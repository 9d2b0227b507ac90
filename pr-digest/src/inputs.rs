//! GitHub Actions style inputs: `with: { lookback-hours: 24 }` arrives in the
//! environment as `INPUT_LOOKBACK-HOURS`.

use anyhow::{bail, Result};

fn input_key(name: &str) -> String {
    format!("INPUT_{}", name.replace(' ', "_").to_uppercase())
}

fn input_value(name: &str) -> String {
    std::env::var(input_key(name))
        .map(|raw| raw.trim().to_string())
        .unwrap_or_default()
}

/// The trimmed `INPUT_<NAME>` value, or `fallback` rendered as a string when the
/// input is missing or blank. No fallback gives an empty string.
pub fn resolve_input_value<T: ToString>(name: &str, fallback: Option<T>) -> String {
    let value = input_value(name);
    if !value.is_empty() {
        return value;
    }
    fallback.map(|f| f.to_string()).unwrap_or_default()
}

/// First set, non-empty environment variable among `names`.
pub fn env_fallback(names: &[&str]) -> Option<String> {
    names
        .iter()
        .filter_map(|name| std::env::var(name).ok())
        .find(|value| !value.is_empty())
}

pub fn assert_required(name: &str, value: &str) -> Result<()> {
    if value.is_empty() {
        tracing::error!(input = name, "Required input missing");
        bail!("{name} input is required");
    }
    Ok(())
}
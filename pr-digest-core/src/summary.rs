//! Text building for the digest: the JSON handed to the summarization model, the
//! prompts around it, and the rule-based summary used when no model answers.

use std::sync::OnceLock;

use chrono::{DateTime, Utc};
use chrono_tz::Tz;
use regex::Regex;
use serde::Serialize;

use crate::analysis::{DiffStat, PullRequestDigest, TagCounts};

pub const NO_MERGED_PRS_SUMMARY: &str = "No pull requests were merged in this period.";

pub const SUMMARY_SYSTEM_PROMPT: &str = "You write summaries of merged pull requests. \
Use only the data you are given and do not exaggerate. Write concise bullets formatted for Slack mrkdwn.

Output rules:
- Write the section headers \"*Code changes*\", \"*Business policy changes*\" and \"*Major changes/additions*\" on their own lines
- Group every section by weekday, writing the weekday line as \"Monday:\"
- Take the weekday from mergedDayLabel/mergedDate in the JSON
- Write the items under a weekday as indented \"- \" bullets
- Order weekdays by date, oldest first
- If a section has no items, write only \"- None\" under it
- Leave one blank line between sections

Do not guess: leave out anything the data does not support.";

pub const DOMAIN_LABELS: &[(&str, &str)] = &[
    ("checkout", "Checkout/Orders"),
    ("promotion", "Promotions"),
    ("content", "Content"),
    ("auth", "Auth/Signup"),
    ("settings", "Settings/Profile"),
    ("notification", "Notifications"),
    ("analytics", "Analytics"),
    ("feature-flag", "Feature flags"),
    ("i18n", "Copy/Translations"),
];

pub const SIGNAL_LABELS: &[(&str, &str)] = &[
    ("pricing", "Pricing/Discounts"),
    ("payment", "Payments"),
    ("policy", "Policy/Terms"),
    ("experiment", "Experiments/Rollouts"),
    ("growth", "Growth/Conversion"),
    ("notification", "Notifications"),
];

fn label<'a>(labels: &[(&str, &'a str)], key: &'a str) -> &'a str {
    labels
        .iter()
        .find(|(k, _)| *k == key)
        .map(|(_, v)| *v)
        .unwrap_or(key)
}

pub fn domain_label(key: &str) -> &str {
    label(DOMAIN_LABELS, key)
}

pub fn signal_label(key: &str) -> &str {
    label(SIGNAL_LABELS, key)
}

/// Caps applied to each PR before it is sent to the model.
#[derive(Debug, Clone, Copy, PartialEq, Eq)]
pub struct LlmInputLimits {
    pub max_body_chars: usize,
    pub max_files_per_pr: usize,
}

impl Default for LlmInputLimits {
    fn default() -> Self {
        LlmInputLimits {
            max_body_chars: 1500,
            max_files_per_pr: 8,
        }
    }
}

#[derive(Debug, Clone, PartialEq, Serialize)]
#[serde(rename_all = "camelCase")]
pub struct LlmInput {
    pub period: String,
    pub total_prs: usize,
    pub domain_counts: TagCounts,
    pub signal_counts: TagCounts,
    pub prs: Vec<LlmPullRequest>,
}

#[derive(Debug, Clone, PartialEq, Serialize)]
#[serde(rename_all = "camelCase")]
pub struct LlmPullRequest {
    pub number: u64,
    pub title: String,
    pub url: String,
    pub body: String,
    pub domains: Vec<String>,
    pub signals: Vec<String>,
    pub diff_stat: DiffStat,
    pub merged_at: String,
    pub merged_date: String,
    pub merged_day_label: String,
    pub files: Vec<String>,
}

pub fn build_llm_input(
    period: &str,
    included_prs: &[PullRequestDigest],
    domain_counts: &TagCounts,
    signal_counts: &TagCounts,
    limits: LlmInputLimits,
    tz: Tz,
) -> LlmInput {
    let prs = included_prs
        .iter()
        .map(|pr| LlmPullRequest {
            number: pr.number,
            title: pr.title.clone(),
            url: pr.url.clone(),
            body: truncate_text(&clean_body(&pr.body), limits.max_body_chars),
            domains: pr.analysis.domain_tags.clone(),
            signals: pr.analysis.signal_tags.clone(),
            diff_stat: pr.analysis.diff_stat,
            merged_at: pr
                .merged_at
                .map(|at| at.to_rfc3339_opts(chrono::SecondsFormat::Secs, true))
                .unwrap_or_default(),
            merged_date: pr
                .merged_at
                .map(|at| format_in_zone(at, tz, "%Y-%m-%d"))
                .unwrap_or_default(),
            merged_day_label: pr
                .merged_at
                .map(|at| format_in_zone(at, tz, "%A"))
                .unwrap_or_default(),
            files: pr
                .analysis
                .included_files
                .iter()
                .take(limits.max_files_per_pr)
                .map(|f| f.filename.clone())
                .collect(),
        })
        .collect();

    LlmInput {
        period: period.to_string(),
        total_prs: included_prs.len(),
        domain_counts: domain_counts.clone(),
        signal_counts: signal_counts.clone(),
        prs,
    }
}

/// Fallback summary derived from counts alone.
pub fn build_rule_summary(included_count: usize, domain_counts: &TagCounts) -> String {
    let mut lines = vec![format!(
        "- {included_count} pull requests were merged in this period."
    )];
    let domain_line = format_counts(domain_counts, DOMAIN_LABELS);
    if !domain_line.is_empty() {
        lines.push(format!("- Main domains: {domain_line}"));
    }
    lines.push("- Business impact: medium (estimated from code paths and keywords)".to_string());
    lines.join("\n")
}

/// Top five tags by count, highest first, as `"Label N"` joined with `", "`.
pub fn format_counts(counts: &TagCounts, labels: &[(&str, &str)]) -> String {
    let mut entries: Vec<(&str, usize)> = counts.iter().collect();
    entries.sort_by(|a, b| b.1.cmp(&a.1));
    entries
        .into_iter()
        .take(5)
        .map(|(key, count)| format!("{} {count}", label(labels, key)))
        .collect::<Vec<_>>()
        .join(", ")
}

pub fn format_period_label(since: DateTime<Utc>, until: DateTime<Utc>, tz: Tz) -> String {
    const FORMAT: &str = "%Y-%m-%d %H:%M";
    format!(
        "{} ~ {} ({})",
        format_in_zone(since, tz, FORMAT),
        format_in_zone(until, tz, FORMAT),
        tz.name()
    )
}

pub fn build_summary_user_prompt<T: Serialize>(input: &T) -> String {
    let json = serde_json::to_string_pretty(input).unwrap_or_else(|_| "{}".to_string());
    format!(
        "Write a summary based on the following JSON.\n\
The summary must contain the section headers below and follow Slack mrkdwn rules.\n\n\
- *Code changes*\n\
- *Business policy changes*\n\
- *Major changes/additions*\n\n\
Additional rules:\n\
- Group every section by weekday, writing the weekday line as \"Monday:\"\n\
- Take the weekday from mergedDayLabel/mergedDate in the JSON\n\
- Write the items under a weekday as indented \"- \" bullets\n\
- Order weekdays by date, oldest first\n\n\
JSON:\n{json}"
    )
}

fn format_in_zone(at: DateTime<Utc>, tz: Tz, format: &str) -> String {
    at.with_timezone(&tz).format(format).to_string()
}

fn html_comment() -> &'static Regex {
    static RE: OnceLock<Regex> = OnceLock::new();
    RE.get_or_init(|| Regex::new(r"(?s)<!--.*?-->").expect("static regex"))
}

/// Strip HTML comments (PR template hints) and surrounding whitespace.
pub fn clean_body(body: &str) -> String {
    html_comment().replace_all(body, "").trim().to_string()
}

pub fn truncate_text(text: &str, max_chars: usize) -> String {
    if text.chars().count() <= max_chars {
        return text.to_string();
    }
    let mut out: String = text.chars().take(max_chars).collect();
    out.push('…');
    out
}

WHAT IS BEING ASKED => For this task, write out exactly the lines of the entries above, starting at the line with "fn input_value(name: &str)" and ending at the line with "pub const SUMMARY_SYSTEM_PROMPT: &str", both included, and no others.

RESULT BELOW =>
fn input_value(name: &str) -> String {
    std::env::var(input_key(name))
        .map(|raw| raw.trim().to_string())
        .unwrap_or_default()
}

/// The trimmed `INPUT_<NAME>` value, or `fallback` rendered as a string when the
/// input is missing or blank. No fallback gives an empty string.
pub fn resolve_input_value<T: ToString>(name: &str, fallback: Option<T>) -> String {
    let value = input_value(name);
    if !value.is_empty() {
        return value;
    }
    fallback.map(|f| f.to_string()).unwrap_or_default()
}

/// First set, non-empty environment variable among `names`.
pub fn env_fallback(names: &[&str]) -> Option<String> {
    names
        .iter()
        .filter_map(|name| std::env::var(name).ok())
        .find(|value| !value.is_empty())
}

pub fn assert_required(name: &str, value: &str) -> Result<()> {
    if value.is_empty() {
        tracing::error!(input = name, "Required input missing");
        bail!("{name} input is required");
    }
    Ok(())
}
filename pr-digest-core/src/summary.rs
//! Text building for the digest: the JSON handed to the summarization model, the
//! prompts around it, and the rule-based summary used when no model answers.

use std::sync::OnceLock;

use chrono::{DateTime, Utc};
use chrono_tz::Tz;
use regex::Regex;
use serde::Serialize;

use crate::analysis::{DiffStat, PullRequestDigest, TagCounts};

pub const NO_MERGED_PRS_SUMMARY: &str = "No pull requests were merged in this period.";

pub const SUMMARY_SYSTEM_PROMPT: &str = "You write summaries of merged pull requests. \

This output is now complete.